Page 10-5: Procedural Textures

Page 10-5: Procedural Textures

Box 1: Procedural Texture

The idea of a texture is that we will compute a different color for each pixel. Since we can run a fragment shader on each pixel, we can do this.

As with image-based textures, we need to have a good coordinate system. We can use the UV coordinates, or anything else.

Here are two examples: for one, I'll use the world space XYZ as the texture coordinates, and for the second I'll use the object space XYZ as the texture coordinates. You should be able to tell which is which. For both, I'll convert X into the red channel (in a way that makes it go from 0-1) and Z into the green channel.

Notice how one object moves through colors in the world, while the other has the colors attached to it. Read the vertex shader xyz.vs and the fragment shaders xyz1.fs and xyz2.fs to make sure you understand how we're determining colors. Try hacking them to do something different.

You should also read the code for the example 5-1-xyz.js. In order to make the objects move, I am using the framework. And I'm playing with various "features" of JavaScript to define the methods without making a new class. (watch for the use of non-lexical this).

Usually, we'll use texture coordinates (UV) for the coordinates to define our textures. But I wanted you to have at least one XYZ example.

Box 2: A more realistic Procedural Texture

Here's a more "typical" procedural texturing example. Suppose we want a grid of dots. We could use an image texture, but then we would need a new image if we wanted to change the number of dots, the color of the dots, the size of the dots or the size of the dots. Instead, we can write a shader that computes, for every pixel, whether or not it is in a dot. We can make the things we want to control (color, number of dots, size of dot) uniform variables that we can set from our program. Like this:

Read through the shaders: dots.vs and dots.fs and understand what is happening and how the dots are getting drawn. You may also want to read through 5-2-dots.js to see how the uniform parameters are being connected to sliders.

If you look carefully, you will see evidence of "jaggies" - the circles aren't smooth and you can see the pixels, so they look ugly. Dealing with this problem (called aliasing) is an advanced topic - we'll get to it on a future page.

Box 3: Exercise 5-1: Your turn: Checkerboard

It's your turn to make a procedural texture. We'll start with something simple: make a checkerboard pattern. I've started things for you in the files e51-check.vs and e51-check.fs (note: as with all shaders, the shader files are in the Shaders directory). I've also done the JavaScript part for you, including a slider for the number of checks over the 0-1 range (see 5-3-checks.js). You shouldn't have to modify the JavaScript file (but you can). Also, to make things more convenient, we've added a page 5-3-checks.html that is a minimal html page that tests this.

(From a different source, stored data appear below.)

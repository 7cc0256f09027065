use chrono::{Local, NaiveDateTime};
use schemars::JsonSchema;
use serde::Serialize;

use crate::entities::HistoryEntry;
use crate::enums::{TaskStatus, TaskType};

/// Layout of the `creation` field (`YYYY-MM-DD-HH-MM`).
pub const CREATION_FORMAT: &str = "%Y-%m-%d-%H-%M";

/// Format a creation timestamp.
#[must_use]
pub fn creation_stamp(at: NaiveDateTime) -> String {
    at.format(CREATION_FORMAT).to_string()
}

/// One unit of work on the board.
///
/// `key` and `creation` are set once; edits only ever touch the remaining
/// fields (see [`TaskRecord::update_view`]). Deserialization goes through
/// [`TaskRecord::from_document`], so a missing field is always an error.
#[derive(Debug, Clone, Serialize, JsonSchema, PartialEq, Eq)]
pub struct TaskRecord {
    pub key: String,
    #[serde(rename = "type")]
    pub kind: TaskType,
    pub creation: String,
    pub estimate: String,
    pub time_spent: String,
    pub status: TaskStatus,
    pub description: String,
    pub parent: Option<String>,
    pub history: Vec<HistoryEntry>,
}

impl TaskRecord {
    /// Append an entry to the history.
    pub fn record(&mut self, entry: HistoryEntry) {
        self.history.push(entry);
    }
}

/// User-supplied values for a record that does not exist yet.
#[derive(Debug, Clone, PartialEq, Eq)]
pub struct NewTask {
    pub key: String,
    pub kind: TaskType,
    pub estimate: String,
    pub description: String,
    pub parent: Option<String>,
}

impl NewTask {
    /// Build a Draft record stamped with the current local time.
    #[must_use]
    pub fn into_draft(self) -> TaskRecord {
        self.into_draft_at(Local::now().naive_local())
    }

    /// Build a Draft record stamped with `at`.
    ///
    /// Time spent starts at `"0"` and the history starts empty.
    #[must_use]
    pub fn into_draft_at(self, at: NaiveDateTime) -> TaskRecord {
        TaskRecord {
            key: self.key,
            kind: self.kind,
            creation: creation_stamp(at),
            estimate: self.estimate,
            time_spent: "0".to_string(),
            status: TaskStatus::Draft,
            description: self.description,
            parent: self.parent,
            history: Vec::new(),
        }
    }
}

You should make this respond correctly to the checks uniform variable. Look at the dots for inspiration.

Box 4: Exercise 5-2 Your turn: Some other pattern

This time, you pick what pattern/texture you want to make! Something more complicated than a checkerboard. Look at the Book of Shaders for inspiration. Or try to make wood grain, or plaid, or some wallpaper pattern - as long as its more complicated than a checkerboard.

Again, we've given you files to get started. If you need uniform variables, you'll need to make them yourself. The files are e52-proc.vs and e52-proc.fs as well as 5-4-proc.js. And 5-4-proc.html if you want to look at it without this entire page.